Aim of the exercise
After reading the data, copy it out in full and exactly.

◇ ◇ ◇ ◇ ◇

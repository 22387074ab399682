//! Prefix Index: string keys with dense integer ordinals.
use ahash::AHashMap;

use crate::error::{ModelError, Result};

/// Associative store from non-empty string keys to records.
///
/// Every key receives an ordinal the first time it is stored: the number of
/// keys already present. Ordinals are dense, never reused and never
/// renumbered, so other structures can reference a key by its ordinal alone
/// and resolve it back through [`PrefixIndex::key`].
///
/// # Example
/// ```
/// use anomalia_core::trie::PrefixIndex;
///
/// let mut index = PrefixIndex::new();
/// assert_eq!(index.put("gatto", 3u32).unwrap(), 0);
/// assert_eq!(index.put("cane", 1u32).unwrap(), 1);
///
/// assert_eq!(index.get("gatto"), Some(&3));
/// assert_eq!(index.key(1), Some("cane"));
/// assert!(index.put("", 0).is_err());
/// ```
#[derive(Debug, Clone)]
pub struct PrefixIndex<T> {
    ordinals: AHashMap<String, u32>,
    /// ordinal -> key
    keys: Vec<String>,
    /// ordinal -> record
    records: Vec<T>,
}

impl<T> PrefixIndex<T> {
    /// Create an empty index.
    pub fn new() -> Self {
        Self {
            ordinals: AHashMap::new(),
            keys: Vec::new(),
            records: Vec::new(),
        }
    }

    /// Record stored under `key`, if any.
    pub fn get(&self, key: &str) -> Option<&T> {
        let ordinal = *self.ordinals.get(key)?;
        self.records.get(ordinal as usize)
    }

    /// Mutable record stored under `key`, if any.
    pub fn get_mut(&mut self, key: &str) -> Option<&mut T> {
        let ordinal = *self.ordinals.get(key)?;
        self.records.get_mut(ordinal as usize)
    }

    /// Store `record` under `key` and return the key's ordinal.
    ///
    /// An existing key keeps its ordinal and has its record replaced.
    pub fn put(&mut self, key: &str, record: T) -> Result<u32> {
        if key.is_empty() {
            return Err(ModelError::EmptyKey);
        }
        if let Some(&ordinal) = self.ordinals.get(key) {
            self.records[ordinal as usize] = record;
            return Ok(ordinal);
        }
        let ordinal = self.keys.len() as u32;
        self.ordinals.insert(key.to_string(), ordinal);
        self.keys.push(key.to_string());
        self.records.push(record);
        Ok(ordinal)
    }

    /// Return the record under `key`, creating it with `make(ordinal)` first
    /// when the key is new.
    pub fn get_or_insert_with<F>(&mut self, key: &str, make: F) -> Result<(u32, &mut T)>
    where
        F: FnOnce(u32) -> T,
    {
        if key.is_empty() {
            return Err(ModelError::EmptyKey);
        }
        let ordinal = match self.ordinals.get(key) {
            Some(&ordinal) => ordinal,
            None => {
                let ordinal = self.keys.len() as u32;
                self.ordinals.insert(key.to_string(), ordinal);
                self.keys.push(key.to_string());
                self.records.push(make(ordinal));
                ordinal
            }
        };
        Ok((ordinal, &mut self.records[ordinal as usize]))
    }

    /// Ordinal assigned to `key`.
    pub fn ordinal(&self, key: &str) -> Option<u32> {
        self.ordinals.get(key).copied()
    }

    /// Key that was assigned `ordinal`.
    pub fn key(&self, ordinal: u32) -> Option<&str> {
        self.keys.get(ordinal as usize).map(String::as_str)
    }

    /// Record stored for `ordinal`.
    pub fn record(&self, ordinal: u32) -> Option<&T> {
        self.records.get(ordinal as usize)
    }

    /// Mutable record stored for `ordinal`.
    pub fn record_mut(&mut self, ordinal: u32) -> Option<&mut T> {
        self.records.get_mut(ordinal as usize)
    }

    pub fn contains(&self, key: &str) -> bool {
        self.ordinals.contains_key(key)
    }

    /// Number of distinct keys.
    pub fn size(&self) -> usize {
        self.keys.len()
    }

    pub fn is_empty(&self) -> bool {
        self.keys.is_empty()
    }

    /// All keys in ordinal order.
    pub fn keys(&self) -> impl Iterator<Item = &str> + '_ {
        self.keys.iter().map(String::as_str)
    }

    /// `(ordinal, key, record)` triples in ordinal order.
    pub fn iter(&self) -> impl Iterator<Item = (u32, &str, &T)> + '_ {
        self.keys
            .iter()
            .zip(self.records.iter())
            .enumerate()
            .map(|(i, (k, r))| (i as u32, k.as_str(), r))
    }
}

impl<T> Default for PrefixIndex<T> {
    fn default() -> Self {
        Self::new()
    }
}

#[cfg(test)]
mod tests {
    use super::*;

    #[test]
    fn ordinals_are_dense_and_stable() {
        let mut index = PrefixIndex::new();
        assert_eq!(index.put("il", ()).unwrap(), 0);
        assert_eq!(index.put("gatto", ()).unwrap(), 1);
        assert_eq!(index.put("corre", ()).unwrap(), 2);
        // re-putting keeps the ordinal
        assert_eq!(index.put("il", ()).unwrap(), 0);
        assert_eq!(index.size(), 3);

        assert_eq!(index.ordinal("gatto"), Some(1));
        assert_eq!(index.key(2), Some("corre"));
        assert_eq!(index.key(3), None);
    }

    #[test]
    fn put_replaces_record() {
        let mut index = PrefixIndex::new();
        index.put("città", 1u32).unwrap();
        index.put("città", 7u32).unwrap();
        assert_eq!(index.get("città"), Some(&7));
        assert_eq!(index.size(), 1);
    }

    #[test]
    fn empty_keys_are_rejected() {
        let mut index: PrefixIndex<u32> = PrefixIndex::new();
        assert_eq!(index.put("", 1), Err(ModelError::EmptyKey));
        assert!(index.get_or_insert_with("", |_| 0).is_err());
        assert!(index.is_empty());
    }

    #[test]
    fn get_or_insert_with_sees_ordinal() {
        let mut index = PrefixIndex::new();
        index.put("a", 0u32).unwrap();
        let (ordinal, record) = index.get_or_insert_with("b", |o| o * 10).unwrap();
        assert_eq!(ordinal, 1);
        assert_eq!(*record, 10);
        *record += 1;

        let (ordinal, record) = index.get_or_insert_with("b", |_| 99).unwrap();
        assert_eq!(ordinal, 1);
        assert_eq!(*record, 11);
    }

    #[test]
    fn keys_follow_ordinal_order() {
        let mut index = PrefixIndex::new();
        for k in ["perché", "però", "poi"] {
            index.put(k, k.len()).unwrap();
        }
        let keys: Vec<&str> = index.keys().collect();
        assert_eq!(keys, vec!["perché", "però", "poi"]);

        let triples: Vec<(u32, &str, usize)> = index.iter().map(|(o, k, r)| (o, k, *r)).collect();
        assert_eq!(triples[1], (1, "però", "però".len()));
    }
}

◇ ◇ ◇ ◇ ◇

Answer to this task
repository 22387074ab399682
//! Prefix Index: string keys with dense integer ordinals.
use ahash::AHashMap;

use crate::error::{ModelError, Result};

/// Associative store from non-empty string keys to records.
///
/// Every key receives an ordinal the first time it is stored: the number of
/// keys already present. Ordinals are dense, never reused and never
/// renumbered, so other structures can reference a key by its ordinal alone
/// and resolve it back through [`PrefixIndex::key`].
///
/// # Example
/// ```
/// use anomalia_core::trie::PrefixIndex;
///
/// let mut index = PrefixIndex::new();
/// assert_eq!(index.put("gatto", 3u32).unwrap(), 0);
/// assert_eq!(index.put("cane", 1u32).unwrap(), 1);
///
/// assert_eq!(index.get("gatto"), Some(&3));
/// assert_eq!(index.key(1), Some("cane"));
/// assert!(index.put("", 0).is_err());
/// ```
#[derive(Debug, Clone)]
pub struct PrefixIndex<T> {
    ordinals: AHashMap<String, u32>,
    /// ordinal -> key
    keys: Vec<String>,
    /// ordinal -> record
    records: Vec<T>,
}

impl<T> PrefixIndex<T> {
    /// Create an empty index.
    pub fn new() -> Self {
        Self {
            ordinals: AHashMap::new(),
            keys: Vec::new(),
            records: Vec::new(),
        }
    }

    /// Record stored under `key`, if any.
    pub fn get(&self, key: &str) -> Option<&T> {
        let ordinal = *self.ordinals.get(key)?;
        self.records.get(ordinal as usize)
    }

    /// Mutable record stored under `key`, if any.
    pub fn get_mut(&mut self, key: &str) -> Option<&mut T> {
        let ordinal = *self.ordinals.get(key)?;
        self.records.get_mut(ordinal as usize)
    }

    /// Store `record` under `key` and return the key's ordinal.
    ///
    /// An existing key keeps its ordinal and has its record replaced.
    pub fn put(&mut self, key: &str, record: T) -> Result<u32> {
        if key.is_empty() {
            return Err(ModelError::EmptyKey);
        }
        if let Some(&ordinal) = self.ordinals.get(key) {
            self.records[ordinal as usize] = record;
            return Ok(ordinal);
        }
        let ordinal = self.keys.len() as u32;
        self.ordinals.insert(key.to_string(), ordinal);
        self.keys.push(key.to_string());
        self.records.push(record);
        Ok(ordinal)
    }

    /// Return the record under `key`, creating it with `make(ordinal)` first
    /// when the key is new.
    pub fn get_or_insert_with<F>(&mut self, key: &str, make: F) -> Result<(u32, &mut T)>
    where
        F: FnOnce(u32) -> T,
    {
        if key.is_empty() {
            return Err(ModelError::EmptyKey);
        }
        let ordinal = match self.ordinals.get(key) {
            Some(&ordinal) => ordinal,
            None => {
                let ordinal = self.keys.len() as u32;
                self.ordinals.insert(key.to_string(), ordinal);
                self.keys.push(key.to_string());
                self.records.push(make(ordinal));
                ordinal
            }
        };
        Ok((ordinal, &mut self.records[ordinal as usize]))
    }

    /// Ordinal assigned to `key`.
    pub fn ordinal(&self, key: &str) -> Option<u32> {
        self.ordinals.get(key).copied()
    }

    /// Key that was assigned `ordinal`.
    pub fn key(&self, ordinal: u32) -> Option<&str> {
        self.keys.get(ordinal as usize).map(String::as_str)
    }

    /// Record stored for `ordinal`.
    pub fn record(&self, ordinal: u32) -> Option<&T> {
        self.records.get(ordinal as usize)
    }

    /// Mutable record stored for `ordinal`.
    pub fn record_mut(&mut self, ordinal: u32) -> Option<&mut T> {
        self.records.get_mut(ordinal as usize)
    }

    pub fn contains(&self, key: &str) -> bool {
        self.ordinals.contains_key(key)
    }

    /// Number of distinct keys.
    pub fn size(&self) -> usize {
        self.keys.len()
    }

    pub fn is_empty(&self) -> bool {
        self.keys.is_empty()
    }

    /// All keys in ordinal order.
    pub fn keys(&self) -> impl Iterator<Item = &str> + '_ {
        self.keys.iter().map(String::as_str)
    }

    /// `(ordinal, key, record)` triples in ordinal order.
    pub fn iter(&self) -> impl Iterator<Item = (u32, &str, &T)> + '_ {
        self.keys
            .iter()
            .zip(self.records.iter())
            .enumerate()
            .map(|(i, (k, r))| (i as u32, k.as_str(), r))
    }
}

impl<T> Default for PrefixIndex<T> {
    fn default() -> Self {
        Self::new()
    }
}

#[cfg(test)]
mod tests {
    use super::*;

    #[test]
    fn ordinals_are_dense_and_stable() {
        let mut index = PrefixIndex::new();
        assert_eq!(index.put("il", ()).unwrap(), 0);
        assert_eq!(index.put("gatto", ()).unwrap(), 1);
        assert_eq!(index.put("corre", ()).unwrap(), 2);
        // re-putting keeps the ordinal
        assert_eq!(index.put("il", ()).unwrap(), 0);
        assert_eq!(index.size(), 3);

        assert_eq!(index.ordinal("gatto"), Some(1));
        assert_eq!(index.key(2), Some("corre"));
        assert_eq!(index.key(3), None);
    }

    #[test]
    fn put_replaces_record() {
        let mut index = PrefixIndex::new();
        index.put("città", 1u32).unwrap();
        index.put("città", 7u32).unwrap();
        assert_eq!(index.get("città"), Some(&7));
        assert_eq!(index.size(), 1);
    }

    #[test]
    fn empty_keys_are_rejected() {
        let mut index: PrefixIndex<u32> = PrefixIndex::new();
        assert_eq!(index.put("", 1), Err(ModelError::EmptyKey));
        assert!(index.get_or_insert_with("", |_| 0).is_err());
        assert!(index.is_empty());
    }

    #[test]
    fn get_or_insert_with_sees_ordinal() {
        let mut index = PrefixIndex::new();
        index.put("a", 0u32).unwrap();
        let (ordinal, record) = index.get_or_insert_with("b", |o| o * 10).unwrap();
        assert_eq!(ordinal, 1);
        assert_eq!(*record, 10);
        *record += 1;

        let (ordinal, record) = index.get_or_insert_with("b", |_| 99).unwrap();
        assert_eq!(ordinal, 1);
        assert_eq!(*record, 11);
    }

    #[test]
    fn keys_follow_ordinal_order() {
        let mut index = PrefixIndex::new();
        for k in ["perché", "però", "poi"] {
            index.put(k, k.len()).unwrap();
        }
        let keys: Vec<&str> = index.keys().collect();
        assert_eq!(keys, vec!["perché", "però", "poi"]);

        let triples: Vec<(u32, &str, usize)> = index.iter().map(|(o, k, r)| (o, k, *r)).collect();
        assert_eq!(triples[1], (1, "però", "però".len()));
    }
}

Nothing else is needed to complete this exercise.